I just loved this generous book. Generous, yes, this is the word that insisted itself as I read this collection of essays. Sejal Shah is a writer of startling insight and lyric prose and these essays, written over the course of two decades, show us a writer deepening her craft and her understanding of self. They are both personal and universal. What a gift! I felt like I was looking in a window, no, out a window, a window thrown open onto a life both unknown to me and familiar. How cool is that? I smiled and laughed, learned, nodded in recognition and, across the last couple of essays, found tears streaming down my cheeks. Here are a few tasty morsels.
Writing about memorizing verses from the Bhagavad Gita in Sanskrit, with her grandfather, she writes – The cadence of this language that I do not speak in, do not think in, do not even understand, and which belongs to a culture that is mine, but not fully mine is part of what made me interested in language.

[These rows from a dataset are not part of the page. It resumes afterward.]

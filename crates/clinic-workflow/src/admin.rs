//! 后台管理：中心、医务人员与登录凭据

use argon2::password_hash::rand_core::OsRng;
use argon2::password_hash::{PasswordHash, PasswordHasher, PasswordVerifier, SaltString};
use argon2::Argon2;
use chrono::Utc;
use clinic_core::utils::registration_url;
use clinic_core::{qr, Center, ClinicError, MedicalStaff, NewCenter, Result};
use clinic_database::RegistrationStore;
use serde::{Deserialize, Serialize};
use std::collections::HashMap;
use std::sync::Arc;
use tracing::{info, warn};
use uuid::Uuid;

/// 新建中心表单
#[derive(Debug, Clone, Default, Deserialize)]
pub struct CenterForm {
    pub name: String,
    pub address: String,
    pub username: String,
    pub password: String,
}

/// 新建中心结果
#[derive(Debug, Clone)]
pub enum AddCenterOutcome {
    Created(Center),
    /// 用户名已被占用，未做任何写入
    DuplicateUsername(String),
}

/// 医务人员列表项
#[derive(Debug, Clone, Serialize)]
pub struct StaffListing {
    pub staff: MedicalStaff,
    pub center_name: String,
}

/// 超级管理员凭据
#[derive(Debug, Clone, Serialize, Deserialize)]
pub struct AdminCredentials {
    pub username: String,
    pub password: String,
}

impl AdminCredentials {
    pub fn verify(&self, username: &str, password: &str) -> bool {
        !self.username.is_empty() && self.username == username && self.password == password
    }
}

/// 使用 Argon2 生成密码哈希
pub fn hash_password(password: &str) -> Result<String> {
    let salt = SaltString::generate(&mut OsRng);
    Argon2::default()
        .hash_password(password.as_bytes(), &salt)
        .map(|hash| hash.to_string())
        .map_err(|e| ClinicError::Internal(format!("Failed to hash password: {}", e)))
}

/// 校验密码；哈希本身损坏时返回错误
pub fn verify_password(password: &str, password_hash: &str) -> Result<bool> {
    let parsed = PasswordHash::new(password_hash)
        .map_err(|e| ClinicError::Internal(format!("Corrupt password hash: {}", e)))?;

    match Argon2::default().verify_password(password.as_bytes(), &parsed) {
        Ok(()) => Ok(true),
        Err(argon2::password_hash::Error::Password) => Ok(false),
        Err(e) => Err(ClinicError::Internal(format!("Password verification failed: {}", e))),
    }
}

/// 后台管理服务
pub struct AdminService {
    store: Arc<dyn RegistrationStore>,
    host_url: String,
    credentials: AdminCredentials,
}

impl AdminService {
    pub fn new(store: Arc<dyn RegistrationStore>, host_url: &str, credentials: AdminCredentials) -> Self {
        Self {
            store,
            host_url: host_url.trim_end_matches('/').to_string(),
            credentials,
        }
    }

    pub fn host_url(&self) -> &str {
        &self.host_url
    }

    /// 医务人员二维码指向的登记链接
    pub fn registration_link(&self, medical_id: &Uuid) -> String {
        registration_url(&self.host_url, medical_id)
    }

    /// 新建中心
    pub async fn add_center(&self, form: &CenterForm) -> Result<AddCenterOutcome> {
        let name = form.name.trim();
        let address = form.address.trim();
        let username = form.username.trim();

        if name.is_empty() || address.is_empty() || username.is_empty() || form.password.is_empty() {
            return Err(ClinicError::Validation("All fields are required!".to_string()));
        }

        if self.store.find_center_by_username(username).await?.is_some() {
            warn!("Center username '{}' already exists", username);
            return Ok(AddCenterOutcome::DuplicateUsername(username.to_string()));
        }

        let center = NewCenter {
            name: name.to_string(),
            address: address.to_string(),
            username: username.to_string(),
            password_hash: hash_password(&form.password)?,
        }
        .into_center();

        match self.store.create_center(&center).await {
            Ok(()) => {}
            // 并发插入时由唯一约束兜底
            Err(ClinicError::Validation(_)) => {
                return Ok(AddCenterOutcome::DuplicateUsername(username.to_string()));
            }
            Err(e) => return Err(e),
        }

        info!("Created center {} ({})", center.name, center.id);
        Ok(AddCenterOutcome::Created(center))
    }

    /// 重置中心密码
    pub async fn reset_center_password(&self, center_id: Uuid, new_password: &str) -> Result<()> {
        if new_password.is_empty() {
            return Err(ClinicError::Validation("New password cannot be empty.".to_string()));
        }

        let hash = hash_password(new_password)?;
        if !self.store.update_center_password(center_id, &hash).await? {
            return Err(ClinicError::NotFound(format!("Center {} not found", center_id)));
        }

        info!("Password reset for center {}", center_id);
        Ok(())
    }

    /// 新增医务人员并生成挂号二维码
    pub async fn add_medical_staff(&self, name: &str, center_id: Uuid) -> Result<MedicalStaff> {
        let name = name.trim();
        if name.is_empty() {
            return Err(ClinicError::Validation("Medical staff name is required.".to_string()));
        }

        if self.store.get_center(center_id).await?.is_none() {
            return Err(ClinicError::NotFound(format!("Center {} not found", center_id)));
        }

        let mut staff = MedicalStaff {
            id: Uuid::new_v4(),
            name: name.to_string(),
            center_id,
            qr_code: String::new(),
            created_at: Utc::now(),
        };
        self.store.create_medical_staff(&staff).await?;

        let url = self.registration_link(&staff.id);
        staff.qr_code = qr::encode_base64(&url)?;
        self.store.set_medical_qr_code(staff.id, &staff.qr_code).await?;

        info!("Added medical staff {} ({}) to center {}", staff.name, staff.id, center_id);
        Ok(staff)
    }

    /// 中心登录校验
    pub async fn authenticate_center(&self, username: &str, password: &str) -> Result<Option<Center>> {
        let center = match self.store.find_center_by_username(username.trim()).await? {
            Some(center) => center,
            None => return Ok(None),
        };

        if verify_password(password, &center.password_hash)? {
            Ok(Some(center))
        } else {
            Ok(None)
        }
    }

    /// 超级管理员登录校验
    pub fn authenticate_admin(&self, username: &str, password: &str) -> bool {
        self.credentials.verify(username.trim(), password)
    }

    /// 全部医务人员及其所属中心名称
    pub async fn list_medical_staff_with_centers(&self) -> Result<Vec<StaffListing>> {
        let centers: HashMap<Uuid, String> = self
            .store
            .list_centers()
            .await?
            .into_iter()
            .map(|c| (c.id, c.name))
            .collect();

        let listings = self
            .store
            .list_medical_staff()
            .await?
            .into_iter()
            .map(|staff| {
                let center_name = centers
                    .get(&staff.center_id)
                    .cloned()
                    .unwrap_or_else(|| "Unknown".to_string());
                StaffListing { staff, center_name }
            })
            .collect();

        Ok(listings)
    }

    /// 缓存的二维码图片（SVG 字节）
    pub async fn qr_image(&self, medical_id: Uuid) -> Result<Vec<u8>> {
        let staff = self
            .store
            .get_medical_staff(medical_id)
            .await?
            .ok_or_else(|| ClinicError::NotFound(format!("Medical staff {} not found", medical_id)))?;

        qr::decode_base64(&staff.qr_code)
    }
}

#[cfg(test)]
mod tests {
    use super::*;
    use clinic_database::MemoryStore;

    const HOST: &str = "https://clinic.example/";

    fn service(store: &MemoryStore) -> AdminService {
        AdminService::new(
            Arc::new(store.clone()),
            HOST,
            AdminCredentials {
                username: "admin".to_string(),
                password: "admin123".to_string(),
            },
        )
    }

    fn center_form(username: &str) -> CenterForm {
        CenterForm {
            name: "North Scan".to_string(),
            address: "12 Lake Road".to_string(),
            username: username.to_string(),
            password: "s3cret".to_string(),
        }
    }

    async fn created(service: &AdminService, username: &str) -> Center {
        match service.add_center(&center_form(username)).await.unwrap() {
            AddCenterOutcome::Created(center) => center,
            other => panic!("unexpected outcome: {:?}", other),
        }
    }

    #[test]
    fn test_password_hash_round_trip() {
        let hash = hash_password("hunter2").unwrap();
        assert!(hash.starts_with("$argon2"));
        assert!(verify_password("hunter2", &hash).unwrap());
        assert!(!verify_password("hunter3", &hash).unwrap());
        assert!(verify_password("x", "not-a-hash").is_err());
    }

    #[tokio::test]
    async fn test_duplicate_username() {
        let store = MemoryStore::new();
        let admin = service(&store);
        created(&admin, "north").await;

        let outcome = admin.add_center(&center_form("north")).await.unwrap();
        assert!(matches!(outcome, AddCenterOutcome::DuplicateUsername(ref u) if u == "north"));
        assert_eq!(store.list_centers().await.unwrap().len(), 1);
    }

    #[tokio::test]
    async fn test_missing_center_fields() {
        let store = MemoryStore::new();
        let mut form = center_form("north");
        form.address = " ".to_string();

        let result = service(&store).add_center(&form).await;
        assert!(matches!(result, Err(ClinicError::Validation(_))));
    }

    #[tokio::test]
    async fn test_center_login_and_password_reset() {
        let store = MemoryStore::new();
        let admin = service(&store);
        let center = created(&admin, "north").await;

        assert!(admin.authenticate_center("north", "s3cret").await.unwrap().is_some());
        assert!(admin.authenticate_center("north", "wrong").await.unwrap().is_none());
        assert!(admin.authenticate_center("nobody", "s3cret").await.unwrap().is_none());

        admin.reset_center_password(center.id, "fresh").await.unwrap();
        assert!(admin.authenticate_center("north", "s3cret").await.unwrap().is_none());
        assert!(admin.authenticate_center("north", "fresh").await.unwrap().is_some());

        assert!(matches!(
            admin.reset_center_password(center.id, "").await,
            Err(ClinicError::Validation(_))
        ));
        assert!(matches!(
            admin.reset_center_password(Uuid::new_v4(), "x").await,
            Err(ClinicError::NotFound(_))
        ));
    }

    #[tokio::test]
    async fn test_medical_staff_qr_matches_registration_url() {
        let store = MemoryStore::new();
        let admin = service(&store);
        let center = created(&admin, "north").await;

        let staff = admin.add_medical_staff("Dr. Iyer", center.id).await.unwrap();
        let stored = store.get_medical_staff(staff.id).await.unwrap().unwrap();

        let link = admin.registration_link(&staff.id);
        assert_eq!(link, format!("https://clinic.example/register/{}", staff.id));
        assert_eq!(stored.qr_code, qr::encode_base64(&link).unwrap());

        // 其他链接（包括未去掉末尾斜杠的主机地址）生成不同的二维码
        let other = format!("https://clinic.example/register/{}", Uuid::new_v4());
        assert_ne!(stored.qr_code, qr::encode_base64(&other).unwrap());
        let untrimmed = format!("{}/register/{}", HOST, staff.id);
        assert_ne!(stored.qr_code, qr::encode_base64(&untrimmed).unwrap());

        let svg = admin.qr_image(staff.id).await.unwrap();
        assert_eq!(svg, qr::render_svg(&link).unwrap().into_bytes());
    }

    #[tokio::test]
    async fn test_medical_staff_requires_center() {
        let store = MemoryStore::new();
        let result = service(&store).add_medical_staff("Dr. Iyer", Uuid::new_v4()).await;
        assert!(matches!(result, Err(ClinicError::NotFound(_))));
        assert!(store.list_medical_staff().await.unwrap().is_empty());
    }

    #[tokio::test]
    async fn test_staff_listing_marks_dangling_center() {
        let store = MemoryStore::new();
        let admin = service(&store);
        let center = created(&admin, "north").await;
        admin.add_medical_staff("Dr. Iyer", center.id).await.unwrap();

        let orphan = MedicalStaff {
            id: Uuid::new_v4(),
            name: "Dr. Ghost".to_string(),
            center_id: Uuid::new_v4(),
            qr_code: String::new(),
            created_at: Utc::now(),
        };
        store.create_medical_staff(&orphan).await.unwrap();

        let listing = admin.list_medical_staff_with_centers().await.unwrap();
        assert_eq!(listing.len(), 2);
        assert_eq!(listing[0].center_name, "North Scan");
        assert_eq!(listing[1].center_name, "Unknown");
    }

    #[test]
    fn test_admin_credentials() {
        let creds = AdminCredentials {
            username: "admin".to_string(),
            password: "pw".to_string(),
        };
        assert!(creds.verify("admin", "pw"));
        assert!(!creds.verify("admin", "PW"));
        assert!(!creds.verify("root", "pw"));
    }
}
//! 存储接口定义

use async_trait::async_trait;
use chrono::{DateTime, Utc};
use clinic_core::{Center, MedicalStaff, Patient, RegistrationStatus, Result};
use uuid::Uuid;

/// 分组计数结果（按中心或按医务人员）
#[derive(Debug, Clone, PartialEq, Eq)]
pub struct GroupCount {
    pub key: Uuid,
    pub count: u64,
}

/// 挂号门户存储接口
///
/// 只提供单集合的查询与更新，跨集合的拼装由报表层在进程内完成。
#[async_trait]
pub trait RegistrationStore: Send + Sync {
    // ========== 中心 ==========

    /// 新建中心；用户名重复时返回验证错误
    async fn create_center(&self, center: &Center) -> Result<()>;

    async fn get_center(&self, id: Uuid) -> Result<Option<Center>>;

    async fn find_center_by_username(&self, username: &str) -> Result<Option<Center>>;

    /// 全部中心，按名称升序（同名按创建时间）
    async fn list_centers(&self) -> Result<Vec<Center>>;

    /// 返回是否命中记录
    async fn update_center_password(&self, id: Uuid, password_hash: &str) -> Result<bool>;

    // ========== 医务人员 ==========

    async fn create_medical_staff(&self, staff: &MedicalStaff) -> Result<()>;

    async fn set_medical_qr_code(&self, id: Uuid, qr_code: &str) -> Result<()>;

    async fn get_medical_staff(&self, id: Uuid) -> Result<Option<MedicalStaff>>;

    /// 全部医务人员，按创建顺序
    async fn list_medical_staff(&self) -> Result<Vec<MedicalStaff>>;

    // ========== 挂号记录 ==========

    async fn create_patient(&self, patient: &Patient) -> Result<()>;

    async fn get_patient(&self, id: Uuid) -> Result<Option<Patient>>;

    /// 返回是否命中记录
    async fn update_patient_status(&self, id: Uuid, status: RegistrationStatus) -> Result<bool>;

    /// `[start, end)` 内的全部挂号，按时间倒序
    async fn list_patients_between(
        &self,
        start: DateTime<Utc>,
        end: DateTime<Utc>,
    ) -> Result<Vec<Patient>>;

    /// `start` 之后（含）的全部挂号，按时间升序
    async fn list_patients_since(&self, start: DateTime<Utc>) -> Result<Vec<Patient>>;

    /// 某中心 `[start, end)` 内的挂号，可按姓名或手机号做不区分大小写的子串匹配
    async fn list_center_patients(
        &self,
        center_id: Uuid,
        start: DateTime<Utc>,
        end: DateTime<Utc>,
        search: Option<&str>,
    ) -> Result<Vec<Patient>>;

    /// 全部挂号按 `center_id` 分组计数（不限时间）
    async fn count_patients_by_center(&self) -> Result<Vec<GroupCount>>;

    /// 全部挂号按 `medical_id` 分组计数（不限时间）
    async fn count_patients_by_medical(&self) -> Result<Vec<GroupCount>>;
}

And this, which encapsulates something I have felt but never been quite able to articulate – I think many of us travel for the same reason — to feel the edges of ourselves simultaneously sharpened and blurred.
And, how gorgeous is this – During that year in Iowa, I felt free, felt the flat edges of the world curl up against my fingers, pressed myself into the earth and felt, for a moment, held. Far from the ballast of family and familiar places, far from everywhere I had lived previously, I felt weightless, unanchored by the past. First it was startling, depressing. Then, I found my footing, finding the familiar in the unfamiliar.
Shah writes about belonging/not belonging, about family, about finding our places, about home/wandering. She writes about her experience growing up a brown girl/woman in a white world, deepening my visceral understanding. As a very white (i.e. redhaired) woman, these are experiences I did not share, cannot really know, but Sejal Shah brought them into sharp relief for me and I thank her for that.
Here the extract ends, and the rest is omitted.